THE PROBLEM: Every record below should be printed exactly as it appears.

[Records drawn from a dataset]
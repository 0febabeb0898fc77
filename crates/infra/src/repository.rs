//! Typed access to the record store.
//!
//! [`Books`] serialises domain records into store bodies and back, and
//! publishes a [`RecordChanged`] notice after every successful write so
//! interested parties can refresh instead of sharing a mutable cache.

use chrono::Utc;
use serde::Serialize;
use serde::de::DeserializeOwned;
use serde_json::Value as JsonValue;
use tracing::{debug, warn};

use billbook_accounting::{CashAccount, CashTransaction};
use billbook_core::{Entity, RecordFamily, RecordId, TenantId};
use billbook_events::{ChangeKind, EventBus, RecordChanged};
use billbook_invoicing::{Bill, Invoice};
use billbook_parties::Customer;
use billbook_products::Item;
use billbook_sales::DeliveryChallan;

use crate::saga::SagaLog;
use crate::store::{ListQuery, RecordStore, StoreError, StoredRecord};

/// A domain type persisted as one record family.
pub trait Record: Entity + Serialize + DeserializeOwned + Send + Sync {
    const FAMILY: RecordFamily;
}

impl Record for Customer {
    const FAMILY: RecordFamily = RecordFamily::Customers;
}

impl Record for Item {
    const FAMILY: RecordFamily = RecordFamily::Items;
}

impl Record for DeliveryChallan {
    const FAMILY: RecordFamily = RecordFamily::DeliveryChallans;
}

impl Record for Bill {
    const FAMILY: RecordFamily = RecordFamily::Bills;
}

impl Record for Invoice {
    const FAMILY: RecordFamily = RecordFamily::Invoices;
}

impl Record for SagaLog {
    const FAMILY: RecordFamily = RecordFamily::SagaLogs;
}

impl Record for CashAccount {
    const FAMILY: RecordFamily = RecordFamily::CashAccounts;
}

impl Record for CashTransaction {
    const FAMILY: RecordFamily = RecordFamily::CashTransactions;
}

fn encode<R: Record>(record: &R) -> Result<JsonValue, StoreError> {
    serde_json::to_value(record).map_err(|e| StoreError::Codec(format!("encode {}: {e}", R::FAMILY)))
}

fn decode<R: Record>(stored: StoredRecord) -> Result<R, StoreError> {
    serde_json::from_value(stored.body)
        .map_err(|e| StoreError::Codec(format!("decode {} {}: {e}", R::FAMILY, stored.id)))
}

/// Record store plus change notifications.
#[derive(Debug, Clone)]
pub struct Books<S, B> {
    store: S,
    bus: B,
}

impl<S, B> Books<S, B>
where
    S: RecordStore,
    B: EventBus<RecordChanged>,
{
    pub fn new(store: S, bus: B) -> Self {
        Self { store, bus }
    }

    pub fn store(&self) -> &S {
        &self.store
    }

    pub fn bus(&self) -> &B {
        &self.bus
    }

    pub async fn list<R: Record>(&self, tenant_id: TenantId, query: &ListQuery) -> Result<Vec<R>, StoreError> {
        self.store
            .list(tenant_id, R::FAMILY, query)
            .await?
            .into_iter()
            .map(decode)
            .collect()
    }

    /// Every record of the family, oldest first.
    pub async fn all<R: Record>(&self, tenant_id: TenantId) -> Result<Vec<R>, StoreError> {
        self.list(tenant_id, &ListQuery::new()).await
    }

    pub async fn get<R: Record>(&self, tenant_id: TenantId, id: R::Id) -> Result<Option<R>, StoreError> {
        self.store
            .get(tenant_id, R::FAMILY, id.into())
            .await?
            .map(decode)
            .transpose()
    }

    pub async fn insert<R: Record>(&self, tenant_id: TenantId, record: &R) -> Result<(), StoreError> {
        let id = record.record_id();
        self.store.insert(tenant_id, R::FAMILY, id, encode(record)?).await?;
        debug!(%tenant_id, family = %R::FAMILY, %id, "record inserted");
        self.notify(tenant_id, R::FAMILY, id, ChangeKind::Inserted);
        Ok(())
    }

    /// Overwrite the stored body with `record`.
    pub async fn save<R: Record>(&self, tenant_id: TenantId, record: &R) -> Result<(), StoreError> {
        let id = record.record_id();
        self.store.update(tenant_id, R::FAMILY, id, encode(record)?).await?;
        debug!(%tenant_id, family = %R::FAMILY, %id, "record updated");
        self.notify(tenant_id, R::FAMILY, id, ChangeKind::Updated);
        Ok(())
    }

    /// Write only the given top-level fields.
    pub async fn patch(
        &self,
        tenant_id: TenantId,
        family: RecordFamily,
        id: RecordId,
        fields: JsonValue,
    ) -> Result<(), StoreError> {
        self.store.update(tenant_id, family, id, fields).await?;
        debug!(%tenant_id, %family, %id, "record patched");
        self.notify(tenant_id, family, id, ChangeKind::Updated);
        Ok(())
    }

    pub async fn delete<R: Record>(&self, tenant_id: TenantId, id: R::Id) -> Result<(), StoreError> {
        let id: RecordId = id.into();
        self.store.delete(tenant_id, R::FAMILY, id).await?;
        debug!(%tenant_id, family = %R::FAMILY, %id, "record deleted");
        self.notify(tenant_id, R::FAMILY, id, ChangeKind::Deleted);
        Ok(())
    }

    /// Raw bodies, for callers that only need a field or two.
    pub async fn bodies(&self, tenant_id: TenantId, family: RecordFamily) -> Result<Vec<JsonValue>, StoreError> {
        Ok(self
            .store
            .list(tenant_id, family, &ListQuery::new())
            .await?
            .into_iter()
            .map(|r| r.body)
            .collect())
    }

    // The write already landed; a lost notice only delays a refresh.
    fn notify(&self, tenant_id: TenantId, family: RecordFamily, id: RecordId, kind: ChangeKind) {
        let notice = RecordChanged::new(tenant_id, family, id, kind, Utc::now());
        if let Err(err) = self.bus.publish(notice) {
            warn!(%tenant_id, %family, %id, error = ?err, "failed to publish change notice");
        }
    }
}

TASK SOLUTION:
repository 0febabeb0898fc77
filename crates/infra/src/repository.rs
//! Typed access to the record store.
//!
//! [`Books`] serialises domain records into store bodies and back, and
//! publishes a [`RecordChanged`] notice after every successful write so
//! interested parties can refresh instead of sharing a mutable cache.

use chrono::Utc;
use serde::Serialize;
use serde::de::DeserializeOwned;
use serde_json::Value as JsonValue;
use tracing::{debug, warn};

use billbook_accounting::{CashAccount, CashTransaction};
use billbook_core::{Entity, RecordFamily, RecordId, TenantId};
use billbook_events::{ChangeKind, EventBus, RecordChanged};
use billbook_invoicing::{Bill, Invoice};
use billbook_parties::Customer;
use billbook_products::Item;
use billbook_sales::DeliveryChallan;

use crate::saga::SagaLog;
use crate::store::{ListQuery, RecordStore, StoreError, StoredRecord};

/// A domain type persisted as one record family.
pub trait Record: Entity + Serialize + DeserializeOwned + Send + Sync {
    const FAMILY: RecordFamily;
}

impl Record for Customer {
    const FAMILY: RecordFamily = RecordFamily::Customers;
}

impl Record for Item {
    const FAMILY: RecordFamily = RecordFamily::Items;
}

impl Record for DeliveryChallan {
    const FAMILY: RecordFamily = RecordFamily::DeliveryChallans;
}

impl Record for Bill {
    const FAMILY: RecordFamily = RecordFamily::Bills;
}

impl Record for Invoice {
    const FAMILY: RecordFamily = RecordFamily::Invoices;
}

impl Record for SagaLog {
    const FAMILY: RecordFamily = RecordFamily::SagaLogs;
}

impl Record for CashAccount {
    const FAMILY: RecordFamily = RecordFamily::CashAccounts;
}

impl Record for CashTransaction {
    const FAMILY: RecordFamily = RecordFamily::CashTransactions;
}

fn encode<R: Record>(record: &R) -> Result<JsonValue, StoreError> {
    serde_json::to_value(record).map_err(|e| StoreError::Codec(format!("encode {}: {e}", R::FAMILY)))
}

fn decode<R: Record>(stored: StoredRecord) -> Result<R, StoreError> {
    serde_json::from_value(stored.body)
        .map_err(|e| StoreError::Codec(format!("decode {} {}: {e}", R::FAMILY, stored.id)))
}

/// Record store plus change notifications.
#[derive(Debug, Clone)]
pub struct Books<S, B> {
    store: S,
    bus: B,
}

impl<S, B> Books<S, B>
where
    S: RecordStore,
    B: EventBus<RecordChanged>,
{
    pub fn new(store: S, bus: B) -> Self {
        Self { store, bus }
    }

    pub fn store(&self) -> &S {
        &self.store
    }

    pub fn bus(&self) -> &B {
        &self.bus
    }

    pub async fn list<R: Record>(&self, tenant_id: TenantId, query: &ListQuery) -> Result<Vec<R>, StoreError> {
        self.store
            .list(tenant_id, R::FAMILY, query)
            .await?
            .into_iter()
            .map(decode)
            .collect()
    }

    /// Every record of the family, oldest first.
    pub async fn all<R: Record>(&self, tenant_id: TenantId) -> Result<Vec<R>, StoreError> {
        self.list(tenant_id, &ListQuery::new()).await
    }

    pub async fn get<R: Record>(&self, tenant_id: TenantId, id: R::Id) -> Result<Option<R>, StoreError> {
        self.store
            .get(tenant_id, R::FAMILY, id.into())
            .await?
            .map(decode)
            .transpose()
    }

    pub async fn insert<R: Record>(&self, tenant_id: TenantId, record: &R) -> Result<(), StoreError> {
        let id = record.record_id();
        self.store.insert(tenant_id, R::FAMILY, id, encode(record)?).await?;
        debug!(%tenant_id, family = %R::FAMILY, %id, "record inserted");
        self.notify(tenant_id, R::FAMILY, id, ChangeKind::Inserted);
        Ok(())
    }

    /// Overwrite the stored body with `record`.
    pub async fn save<R: Record>(&self, tenant_id: TenantId, record: &R) -> Result<(), StoreError> {
        let id = record.record_id();
        self.store.update(tenant_id, R::FAMILY, id, encode(record)?).await?;
        debug!(%tenant_id, family = %R::FAMILY, %id, "record updated");
        self.notify(tenant_id, R::FAMILY, id, ChangeKind::Updated);
        Ok(())
    }

    /// Write only the given top-level fields.
    pub async fn patch(
        &self,
        tenant_id: TenantId,
        family: RecordFamily,
        id: RecordId,
        fields: JsonValue,
    ) -> Result<(), StoreError> {
        self.store.update(tenant_id, family, id, fields).await?;
        debug!(%tenant_id, %family, %id, "record patched");
        self.notify(tenant_id, family, id, ChangeKind::Updated);
        Ok(())
    }

    pub async fn delete<R: Record>(&self, tenant_id: TenantId, id: R::Id) -> Result<(), StoreError> {
        let id: RecordId = id.into();
        self.store.delete(tenant_id, R::FAMILY, id).await?;
        debug!(%tenant_id, family = %R::FAMILY, %id, "record deleted");
        self.notify(tenant_id, R::FAMILY, id, ChangeKind::Deleted);
        Ok(())
    }

    /// Raw bodies, for callers that only need a field or two.
    pub async fn bodies(&self, tenant_id: TenantId, family: RecordFamily) -> Result<Vec<JsonValue>, StoreError> {
        Ok(self
            .store
            .list(tenant_id, family, &ListQuery::new())
            .await?
            .into_iter()
            .map(|r| r.body)
            .collect())
    }

    // The write already landed; a lost notice only delays a refresh.
    fn notify(&self, tenant_id: TenantId, family: RecordFamily, id: RecordId, kind: ChangeKind) {
        let notice = RecordChanged::new(tenant_id, family, id, kind, Utc::now());
        if let Err(err) = self.bus.publish(notice) {
            warn!(%tenant_id, %family, %id, error = ?err, "failed to publish change notice");
        }
    }
}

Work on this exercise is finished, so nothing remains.